The Foreign Secretary has unveiled plans to overhaul the way police deal with abuse in public places by creating a new stand-alone criminal offence for street harassment.
Under existing guidance for police, street harassment offences are covered by a range of different laws such as the Criminal Justice Act or the Public Order Act of 1986 which outlaws intentional harassment, alarm or distress.
But Ms Truss plans to simplify the guidance for police officers by creating a new offence which explicitly deals with different categories of street harassment.
A campaign source said the new criminal offence would seek to clamp down on "serious offences against of street harassment including kerb crawling and persistent verbal harassment of a sexual nature".
They added that they would work with charities, the CPS and police on "exactly where to set the bar" but said that it would be aimed at tackling repeated rather than isolated incidents of wolf whistling.
Compulsory training would be rolled out for police officers to ensure they can deal appropriately with victims.
“In those awful situations where people are victims of crime, the response from police officers is vital,” a spokesman for her campaign said.
“That is why we will ensure police officers benefit from compulsory training and the tools they need to respond effectively to vulnerable victims.”
National domestic abuse register
Ms Truss also pledged to deal with domestic abusers like sex offenders, by setting up a new national register.
She said she would create a national domestic abuse register for anyone convicted of domestic abuse, including coercive and controlling behaviour and financial abuse.
Those convicted of domestic abuse offences would be required to inform police, who will oversee the register, of new partners and their children and there will be “hard penalties” for those who fail to do this.
The register will allow police officers to contact people and warn them about their partner’s history. It will also enable people to proactively contact the police and ask if their partner appears on the register.
“This will ensure better protection for potential victims of domestic abuse, the majority of whom are women, and break the cycle of repeat offending,” a spokesman for Ms Truss said.

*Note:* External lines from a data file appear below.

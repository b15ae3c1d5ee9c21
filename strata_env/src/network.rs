//! Rank-to-rank transport abstraction.

use crate::error::EnvError;
use crate::types::{Rank, Tag};
use async_trait::async_trait;
use serde::de::DeserializeOwned;
use serde::Serialize;

/// Point-to-point message passing between the ranks of one run.
///
/// # Semantics
///
/// - `send` is buffered: it returns once the message is queued and never
///   waits for the receiver to post a matching `recv`.
/// - `recv` blocks until a message from `source` carrying `tag` arrives.
///   Messages from the same source under the same tag are delivered in the
///   order they were sent; messages under other tags are held back until
///   asked for.
///
/// Together these give the "post all sends, then wait on all receives"
/// discipline every collective in the runtime relies on.
///
/// ```text
/// Rank A                   Communicator                  Rank B
///   |                           |                           |
///   |-- send(B, tag, bytes) --->|                           |
///   |                           |-- [mailbox of B] -------->|
///   |                           |                           |-- recv(A, tag) -> bytes
/// ```
#[async_trait]
pub trait Communicator: Send + Sync + 'static {
    /// Returns this process's rank.
    fn rank(&self) -> Rank;

    /// Returns the number of ranks in the communicator.
    fn size(&self) -> usize;

    /// Queues `payload` for delivery to `target` under `tag`.
    ///
    /// # Returns
    /// * `Ok(())` - Message queued
    /// * `Err(EnvError::RankOutOfRange)` - No such rank
    /// * `Err(EnvError::NetworkError)` - The target's mailbox is gone
    async fn send(&self, target: Rank, tag: Tag, payload: Vec<u8>) -> Result<(), EnvError>;

    /// Waits for the next message from `source` under `tag`.
    async fn recv(&self, source: Rank, tag: Tag) -> Result<Vec<u8>, EnvError>;
}

/// Encodes `value` and sends it.
pub async fn send_value<C, T>(comm: &C, target: Rank, tag: Tag, value: &T) -> Result<(), EnvError>
where
    C: Communicator + ?Sized,
    T: Serialize + ?Sized,
{
    let payload = serde_json::to_vec(value).map_err(EnvError::serialization)?;
    comm.send(target, tag, payload).await
}

/// Receives a message and decodes it as `T`.
pub async fn recv_value<C, T>(comm: &C, source: Rank, tag: Tag) -> Result<T, EnvError>
where
    C: Communicator + ?Sized,
    T: DeserializeOwned,
{
    let payload = comm.recv(source, tag).await?;
    serde_json::from_slice(&payload).map_err(EnvError::serialization)
}
//! Reserved message tags.
//!
//! Each collective uses one tag for its Exchange Coordinator round and one
//! for its payload. Tags must be unique across the whole runtime.

use strata_env::Tag;

pub const AGENT_REQUEST_SENDERS: Tag = Tag::new(1000);
pub const AGENT_REQUEST: Tag = Tag::new(1001);
pub const AGENT_CONTENT: Tag = Tag::new(1002);

pub const AGENT_STATUS_SENDERS: Tag = Tag::new(1010);
pub const AGENT_STATUS: Tag = Tag::new(1011);

pub const EXPORTER_UPDATE_SENDERS: Tag = Tag::new(1020);
pub const EXPORTER_UPDATE: Tag = Tag::new(1021);

pub const AGENT_MOVED_SENDERS: Tag = Tag::new(1030);
pub const AGENT_MOVED: Tag = Tag::new(1031);

pub const AGENT_STATE_SENDERS: Tag = Tag::new(1040);
pub const AGENT_STATE: Tag = Tag::new(1041);

pub const NET_EXPORT_SENDERS: Tag = Tag::new(2000);
pub const NET_EXPORT_REQUESTS: Tag = Tag::new(2001);
pub const NET_EDGE_SENDERS: Tag = Tag::new(2002);
pub const NET_EDGE_UPDATE: Tag = Tag::new(2003);
pub const NET_EDGE_SYNC_SENDERS: Tag = Tag::new(2004);
pub const NET_EDGE_SYNC: Tag = Tag::new(2005);
pub const NET_EDGE_REMOVE_SENDERS: Tag = Tag::new(2006);
pub const NET_EDGE_REMOVE_SYNC: Tag = Tag::new(2007);

/// First of the eight buffer-sync tags, one per compass direction.
pub const GRID_BUFFER_SYNC: Tag = Tag::new(3000);
pub const GRID_MOVE_SENDERS: Tag = Tag::new(3100);
pub const GRID_MOVE_PACKETS: Tag = Tag::new(3101);

/// First of the eight value-layer halo tags, one per compass direction.
pub const VALUE_LAYER_SYNC: Tag = Tag::new(3200);

#[cfg(test)]
mod tests {
    use super::*;
    use std::collections::BTreeSet;

    #[test]
    fn test_tags_do_not_collide() {
        let mut tags = vec![
            AGENT_REQUEST_SENDERS,
            AGENT_REQUEST,
            AGENT_CONTENT,
            AGENT_STATUS_SENDERS,
            AGENT_STATUS,
            EXPORTER_UPDATE_SENDERS,
            EXPORTER_UPDATE,
            AGENT_MOVED_SENDERS,
            AGENT_MOVED,
            AGENT_STATE_SENDERS,
            AGENT_STATE,
            NET_EXPORT_SENDERS,
            NET_EXPORT_REQUESTS,
            NET_EDGE_SENDERS,
            NET_EDGE_UPDATE,
            NET_EDGE_SYNC_SENDERS,
            NET_EDGE_SYNC,
            NET_EDGE_REMOVE_SENDERS,
            NET_EDGE_REMOVE_SYNC,
            GRID_MOVE_SENDERS,
            GRID_MOVE_PACKETS,
        ];
        tags.extend((0..8).map(|i| GRID_BUFFER_SYNC.offset(i)));
        tags.extend((0..8).map(|i| VALUE_LAYER_SYNC.offset(i)));

        let unique: BTreeSet<_> = tags.iter().copied().collect();
        assert_eq!(unique.len(), tags.len());
    }
}
//! Common types for the Strata environment abstraction.

use serde::{Deserialize, Serialize};

/// Index of a process (rank) within a communicator.
///
/// Ranks are dense: a communicator of size `n` has ranks `0..n`.
pub type Rank = usize;

/// Message tag used to match sends with receives.
///
/// Every protocol reserves its own tags so that concurrent exchanges never
/// consume each other's messages.
#[derive(Debug, Clone, Copy, PartialEq, Eq, Hash, PartialOrd, Ord, Serialize, Deserialize)]
pub struct Tag(pub u32);

impl Tag {
    /// Creates a tag from its raw value.
    pub const fn new(value: u32) -> Self {
        Self(value)
    }

    /// Returns the tag offset by `n`, for tag families such as the eight
    /// buffer-sync directions.
    pub const fn offset(self, n: u32) -> Self {
        Self(self.0 + n)
    }

    /// Returns the raw tag value.
    pub fn value(&self) -> u32 {
        self.0
    }
}

impl std::fmt::Display for Tag {
    fn fmt(&self, f: &mut std::fmt::Formatter<'_>) -> std::fmt::Result {
        write!(f, "tag#{}", self.0)
    }
}

/// Envelope for a message travelling between ranks.
///
/// This is a transport-layer wrapper - the payload is opaque bytes that
/// the receiving protocol step decodes.
#[derive(Debug, Clone, Serialize, Deserialize)]
pub struct Envelope {
    /// Rank that posted the message
    pub source: Rank,

    /// Tag the message was posted under
    pub tag: Tag,

    /// The encoded message body
    pub payload: Vec<u8>,
}

impl Envelope {
    /// Creates a new envelope.
    pub fn new(source: Rank, tag: Tag, payload: Vec<u8>) -> Self {
        Self { source, tag, payload }
    }

    /// Returns the payload size in bytes.
    pub fn size(&self) -> usize {
        self.payload.len()
    }
}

A campaign source told The Telegraph that the register will operate on a “similar principle” to the sex offenders’ register, which keeps track of anyone who has been cautioned or convicted for a sexual offence.
Ms Truss said that violence against women and girls “doesn’t have to be inevitable”, adding: “Over the last two years, our nation has been shocked by a number of high profile murders of women, many here in London,” Ms Truss said.
“It is the responsibility of all political leaders, including us in Westminster and the Mayor of London to do more. Women should be able to walk the streets without fear of harm and perpetrators must expect to be punished.”
She also promised to speed up the processing of rape cases which are “taking too long to progress through the criminal justice system”.
It comes as a senior Tory MP asked Ms Truss to explain why the UK government appeared to have performed a “sudden backtracking on women’s rights” after commitments to abortion women's sexual health rights were removed from an official statement on gender equality.
More than 20 countries signed a statement that resulted from a conference Britain hosted earlier this month. It included a commitment to repeal laws that “allow harmful practices, or restrict women’s and girls’ … sexual and reproductive health and rights, bodily autonomy”. But those phrases were removed from a later version, The Guardian reported.
Caroline Nokes, who chairs the women and equalities select committee, has written to Ms Truss, who is also the minister for women and equalities, to ask why the phrases were deleted.